I’m headed to Graz, Austria where I’ll be playing a Tycho laptop set at Springfestival and doing an ISO50 talk at the related Springsessions conference. The talk is on Saturday, June 4th from 15:00 – 16:00 at Kunsthaus Graz and the Tycho set is early the next morning, Sunday, June 5th from 03:15 – 04:30 at P.P.C. All the details are at the Springfestival site.
Sorry for the late notice, but I wanted to be absolutely sure I was going to make it out there. The Tycho album is now in the very last stages of mixing/mastering so I wasn’t sure if I was going to be able to make the trip and the album delivery deadline. To make it all work I decided to hack together a portable computer setup from my main tower PC so I could finish up some remaining songs before I return when the mastering will begin. After some light dremel work I had all the components fitting inside a small aluminum case I found laying around (pictured below, the PSU is separate. And yeah, I’m planning on spending a fair amount of time at airport security). You might ask why I don’t just port the project over to a laptop; the reason is that the projects are simply too large to run my current notebook (early Macbook Pro Unibody).
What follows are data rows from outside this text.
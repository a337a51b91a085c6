//! Dispatch Observation
//!
//! Optional hook bracketing every dispatch a looper performs. Observers are
//! advisory: they see items but cannot change how they are handled.

use std::fmt;
use std::sync::Arc;

use parking_lot::RwLock;

use crate::error::DispatchError;
use crate::item::WorkItem;

/// Opaque value handed from `dispatch_starting` to the matching completion call
#[derive(Debug, Clone, Copy, PartialEq, Eq, Hash, Default)]
pub struct ObserverToken(pub u64);

/// Receives dispatch start and end notifications, on the looper's thread
pub trait DispatchObserver: Send + Sync {
    /// Called before an item is dispatched
    fn dispatch_starting(&self) -> ObserverToken;

    /// Called after `item` was handled normally
    fn dispatch_completed(&self, token: ObserverToken, item: &WorkItem);

    /// Called when handling `item` panicked
    fn dispatch_failed(&self, token: ObserverToken, item: &WorkItem, error: &DispatchError);
}

/// Shared, replaceable observer reference
#[derive(Default)]
pub(crate) struct ObserverSlot {
    observer: RwLock<Option<Arc<dyn DispatchObserver>>>,
}

impl ObserverSlot {
    pub(crate) fn set(&self, observer: Arc<dyn DispatchObserver>) {
        *self.observer.write() = Some(observer);
    }

    pub(crate) fn clear(&self) {
        *self.observer.write() = None;
    }

    /// Snapshot of the current observer
    pub(crate) fn get(&self) -> Option<Arc<dyn DispatchObserver>> {
        self.observer.read().clone()
    }
}

impl fmt::Debug for ObserverSlot {
    fn fmt(&self, f: &mut fmt::Formatter<'_>) -> fmt::Result {
        f.debug_struct("ObserverSlot")
            .field("installed", &self.observer.read().is_some())
            .finish()
    }
}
In order to run the big projects (96+ tracks with 250+ VST instances) I had to add three SSD drives in a RAID 0 (in other words, three fast storage devices chained together to act as one very fast storage device) configuration to my existing Intel i7 rig.
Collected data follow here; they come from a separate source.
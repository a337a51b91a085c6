//! Error Types
//!
//! Usage errors are returned immediately as `Err`. Shutdown races are not
//! errors: posting to a quitting loop reports `Ok(false)` instead.

use std::any::Any;
use std::thread::ThreadId;

/// Scheduler error
#[derive(Debug, thiserror::Error)]
pub enum ExecError {
    #[error("Only one looper may be prepared per thread")]
    AlreadyPrepared,

    #[error("The main looper has already been prepared")]
    MainAlreadyPrepared,

    #[error("No looper prepared on thread {0:?}")]
    NotPrepared(ThreadId),

    #[error("Work item must have a target dispatcher")]
    MissingTarget,

    #[error("Work item is still in use")]
    ItemInUse,

    #[error("Barrier token {0} has not been posted or has already been removed")]
    UnknownBarrier(i32),

    #[error("This looper is not allowed to quit")]
    QuitNotAllowed,

    #[error("Looper has been disposed and cannot run again")]
    Disposed,

    #[error("Looper can only be driven from its owning thread")]
    WrongThread,

    #[error(transparent)]
    Dispatch(#[from] DispatchError),
}

pub type Result<T> = std::result::Result<T, ExecError>;

/// A handler panicked while a work item was being dispatched.
#[derive(Debug, Clone, thiserror::Error)]
#[error("Dispatch of {item} panicked: {message}")]
pub struct DispatchError {
    /// Description of the item that was being dispatched
    pub item: String,
    /// Panic message, when it was a string
    pub message: String,
}

impl DispatchError {
    pub(crate) fn from_panic(item: String, panic: Box<dyn Any + Send>) -> Self {
        Self {
            item,
            message: panic_message(panic.as_ref()),
        }
    }
}

pub(crate) fn panic_message(panic: &(dyn Any + Send)) -> String {
    if let Some(s) = panic.downcast_ref::<&'static str>() {
        (*s).to_string()
    } else if let Some(s) = panic.downcast_ref::<String>() {
        s.clone()
    } else {
        "non-string panic payload".to_string()
    }
}

#[cfg(test)]
mod tests {
    use super::*;

    #[test]
    fn test_panic_message_variants() {
        let boxed: Box<dyn Any + Send> = Box::new("static");
        assert_eq!(panic_message(boxed.as_ref()), "static");

        let boxed: Box<dyn Any + Send> = Box::new(String::from("owned"));
        assert_eq!(panic_message(boxed.as_ref()), "owned");

        let boxed: Box<dyn Any + Send> = Box::new(42u32);
        assert_eq!(panic_message(boxed.as_ref()), "non-string panic payload");
    }

    #[test]
    fn test_dispatch_error_converts() {
        let err = DispatchError::from_panic("item".into(), Box::new("boom"));
        let exec: ExecError = err.into();
        assert!(matches!(exec, ExecError::Dispatch(_)));
        assert_eq!(exec.to_string(), "Dispatch of item panicked: boom");
    }
}
//! Work Items
//!
//! The schedulable unit. An item is either a callback to invoke or a tagged
//! message (`what`, `arg1`, `arg2`, `payload`) routed through its target
//! dispatcher. Items are boxed and moved between the caller, the pool and
//! the queue, so at any instant exactly one of them owns an item.

use std::any::Any;
use std::fmt;
use std::sync::Arc;

use crate::dispatcher::Dispatcher;
use crate::error::{ExecError, Result};
use crate::messenger::Messenger;
use crate::pool::WorkPool;

/// Opaque application payload
pub type Payload = Arc<dyn Any + Send + Sync>;

const FLAG_IN_USE: u8 = 1 << 0;
const FLAG_ASYNCHRONOUS: u8 = 1 << 1;

/// Cloneable callback with reference identity
///
/// Two runnables are equal only if they are clones of the same handle,
/// which is what `remove_callbacks` matches on.
#[derive(Clone)]
pub struct Runnable(Arc<dyn Fn() + Send + Sync>);

impl Runnable {
    pub fn new<F>(f: F) -> Self
    where
        F: Fn() + Send + Sync + 'static,
    {
        Self(Arc::new(f))
    }

    /// Invoke the callback
    pub fn run(&self) {
        (self.0)()
    }

    fn addr(&self) -> *const () {
        Arc::as_ptr(&self.0) as *const ()
    }
}

impl PartialEq for Runnable {
    fn eq(&self, other: &Self) -> bool {
        self.addr() == other.addr()
    }
}

impl Eq for Runnable {}

impl fmt::Debug for Runnable {
    fn fmt(&self, f: &mut fmt::Formatter<'_>) -> fmt::Result {
        write!(f, "Runnable({:p})", self.addr())
    }
}

/// What a work item does when it is dispatched
#[derive(Debug, Clone, Default, PartialEq, Eq)]
pub enum Work {
    /// Routed through the target dispatcher's handlers
    #[default]
    Message,
    /// Invoked directly, bypassing the dispatcher's handlers
    Callback(Runnable),
}

/// A timestamped unit of deferred work
pub struct WorkItem {
    /// Application-defined message code
    pub what: i32,
    /// First integer argument
    pub arg1: i32,
    /// Second integer argument
    pub arg2: i32,
    /// Arbitrary payload, also used as a removal token for callbacks
    pub payload: Option<Payload>,
    /// Where replies to this item should be sent, if anywhere
    pub reply_to: Option<Messenger>,
    pub(crate) work: Work,
    pub(crate) when: u64,
    pub(crate) target: Option<Dispatcher>,
    pub(crate) flags: u8,
}

impl WorkItem {
    pub(crate) fn empty() -> Self {
        Self {
            what: 0,
            arg1: 0,
            arg2: 0,
            payload: None,
            reply_to: None,
            work: Work::Message,
            when: 0,
            target: None,
            flags: 0,
        }
    }

    /// Take a zeroed item from the global pool
    pub fn obtain() -> Box<Self> {
        WorkPool::global().obtain()
    }

    /// Take a zeroed item already aimed at `target`
    pub fn obtain_for(target: &Dispatcher) -> Box<Self> {
        let mut item = Self::obtain();
        item.target = Some(target.clone());
        item
    }

    /// Take an item from the pool and copy `orig`'s content and target into it
    pub fn obtain_copy(orig: &WorkItem) -> Box<Self> {
        let mut item = Self::obtain();
        item.what = orig.what;
        item.arg1 = orig.arg1;
        item.arg2 = orig.arg2;
        item.payload = orig.payload.clone();
        item.reply_to = orig.reply_to.clone();
        item.target = orig.target.clone();
        item.work = orig.work.clone();
        item
    }

    /// Copy message content from `other`, keeping this item's target and work
    pub fn copy_from(&mut self, other: &WorkItem) {
        self.flags = other.flags & !FLAG_IN_USE;
        self.what = other.what;
        self.arg1 = other.arg1;
        self.arg2 = other.arg2;
        self.payload = other.payload.clone();
        self.reply_to = other.reply_to.clone();
    }

    /// Scheduled time in queue-clock milliseconds
    pub fn when(&self) -> u64 {
        self.when
    }

    pub fn target(&self) -> Option<&Dispatcher> {
        self.target.as_ref()
    }

    pub fn set_target(&mut self, target: &Dispatcher) {
        self.target = Some(target.clone());
    }

    pub fn work(&self) -> &Work {
        &self.work
    }

    /// The callback, if this item is a callback item
    pub fn callback(&self) -> Option<&Runnable> {
        match &self.work {
            Work::Callback(r) => Some(r),
            Work::Message => None,
        }
    }

    pub fn set_callback(&mut self, runnable: Runnable) {
        self.work = Work::Callback(runnable);
    }

    /// Downcast the payload
    pub fn payload_as<T: Any>(&self) -> Option<&T> {
        self.payload.as_ref()?.downcast_ref::<T>()
    }

    /// Asynchronous items are not stalled by barriers
    pub fn is_async(&self) -> bool {
        self.flags & FLAG_ASYNCHRONOUS != 0
    }

    pub fn set_async(&mut self, asynchronous: bool) {
        if asynchronous {
            self.flags |= FLAG_ASYNCHRONOUS;
        } else {
            self.flags &= !FLAG_ASYNCHRONOUS;
        }
    }

    /// True from enqueue until the item is recycled
    pub fn is_in_use(&self) -> bool {
        self.flags & FLAG_IN_USE != 0
    }

    pub(crate) fn mark_in_use(&mut self) {
        self.flags |= FLAG_IN_USE;
    }

    pub(crate) fn is_barrier(&self) -> bool {
        self.target.is_none()
    }

    /// Send this item to its target dispatcher
    pub fn send_to_target(self: Box<Self>) -> Result<bool> {
        match self.target.clone() {
            Some(target) => target.send(self),
            None => Err(ExecError::MissingTarget),
        }
    }

    /// Zero every field; the item counts as in use while it sits in a pool.
    pub(crate) fn reset(&mut self) {
        self.flags = FLAG_IN_USE;
        self.what = 0;
        self.arg1 = 0;
        self.arg2 = 0;
        self.payload = None;
        self.reply_to = None;
        self.work = Work::Message;
        self.when = 0;
        self.target = None;
    }

    pub(crate) fn clear_flags(&mut self) {
        self.flags = 0;
    }
}

impl fmt::Debug for WorkItem {
    fn fmt(&self, f: &mut fmt::Formatter<'_>) -> fmt::Result {
        f.debug_struct("WorkItem")
            .field("when", &self.when)
            .field("what", &self.what)
            .field("arg1", &self.arg1)
            .field("arg2", &self.arg2)
            .field("has_payload", &self.payload.is_some())
            .field("work", &self.work)
            .field("target", &self.target)
            .field("async", &self.is_async())
            .field("in_use", &self.is_in_use())
            .finish()
    }
}

impl fmt::Display for WorkItem {
    fn fmt(&self, f: &mut fmt::Formatter<'_>) -> fmt::Result {
        write!(f, "{{ when={}", self.when)?;
        match (&self.target, &self.work) {
            (None, _) => write!(f, " barrier={}", self.arg1)?,
            (Some(target), Work::Callback(r)) => write!(f, " callback={:?} target={}", r, target)?,
            (Some(target), Work::Message) => {
                write!(f, " what={}", self.what)?;
                if self.arg1 != 0 {
                    write!(f, " arg1={}", self.arg1)?;
                }
                if self.arg2 != 0 {
                    write!(f, " arg2={}", self.arg2)?;
                }
                write!(f, " target={}", target)?;
            }
        }
        write!(f, " }}")
    }
}

#[cfg(test)]
mod tests {
    use super::*;

    #[test]
    fn test_runnable_identity() {
        let a = Runnable::new(|| {});
        let b = Runnable::new(|| {});
        assert_eq!(a, a.clone());
        assert_ne!(a, b);
    }

    #[test]
    fn test_async_flag_toggle() {
        let mut item = WorkItem::empty();
        assert!(!item.is_async());
        item.set_async(true);
        assert!(item.is_async());
        item.set_async(false);
        assert!(!item.is_async());
    }

    #[test]
    fn test_reset_clears_content() {
        let mut item = WorkItem::empty();
        item.what = 7;
        item.arg1 = 1;
        item.arg2 = 2;
        item.when = 99;
        item.payload = Some(Arc::new(5u32));
        item.set_callback(Runnable::new(|| {}));
        item.set_async(true);

        item.reset();
        assert_eq!(item.what, 0);
        assert_eq!(item.arg1, 0);
        assert_eq!(item.arg2, 0);
        assert_eq!(item.when, 0);
        assert!(item.payload.is_none());
        assert!(item.callback().is_none());
        assert!(!item.is_async());
        assert!(item.is_in_use());
    }

    #[test]
    fn test_copy_from_drops_in_use() {
        let mut src = WorkItem::empty();
        src.what = 3;
        src.payload = Some(Arc::new("token"));
        src.set_async(true);
        src.mark_in_use();

        let mut dst = WorkItem::empty();
        dst.copy_from(&src);
        assert_eq!(dst.what, 3);
        assert!(dst.is_async());
        assert!(!dst.is_in_use());
        assert_eq!(dst.payload_as::<&str>(), Some(&"token"));
    }

    #[test]
    fn test_send_without_target_fails() {
        let item = Box::new(WorkItem::empty());
        assert!(matches!(item.send_to_target(), Err(ExecError::MissingTarget)));
    }
}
I had already been bringing my tower to Count’s (aka Mikael Eldridge, the engineer who I’m working together with to mix the album) studio to mix. We decided to mix several of the songs directly from Reaper as opposed to porting them to Pro Tools like usual so I had to bring my machine in. This already had me thinking about slimming down the rig to make it more portable. It’s really been a freeing experience being able to move around with my main computer; I’m so used to bouncing down projects, flattening layers, and generally compromising things to get them small enough to run on my Macbook Pro when I travel so the idea of having all the power of my studio computer with me anywhere is pretty exciting.
Of course, this is just a temporary stop-gap measure to get through a scheduling conflict. I think the next step is to get a powerhouse laptop machine with Lightpeak/Thunderbolt so I can get a PCI SSD RAID setup or some storage device with equivalent bandwidth. I was thinking about the Dell Precision (I’m PC only when it comes music and design, although I have several Macs and love them, just not for creating on) or some “gaming” laptop. It really doesn’t need to be that small, just more portable than a tower as I wouldn’t be moving it that often. Any suggestions? My wish list would be Intel i7 or better, 16GB ram, and at least 250GB of SSD storage with a bandwidth of 500MB/s up/down. Probably a tall order, but I’m hoping something on that level will be available soon.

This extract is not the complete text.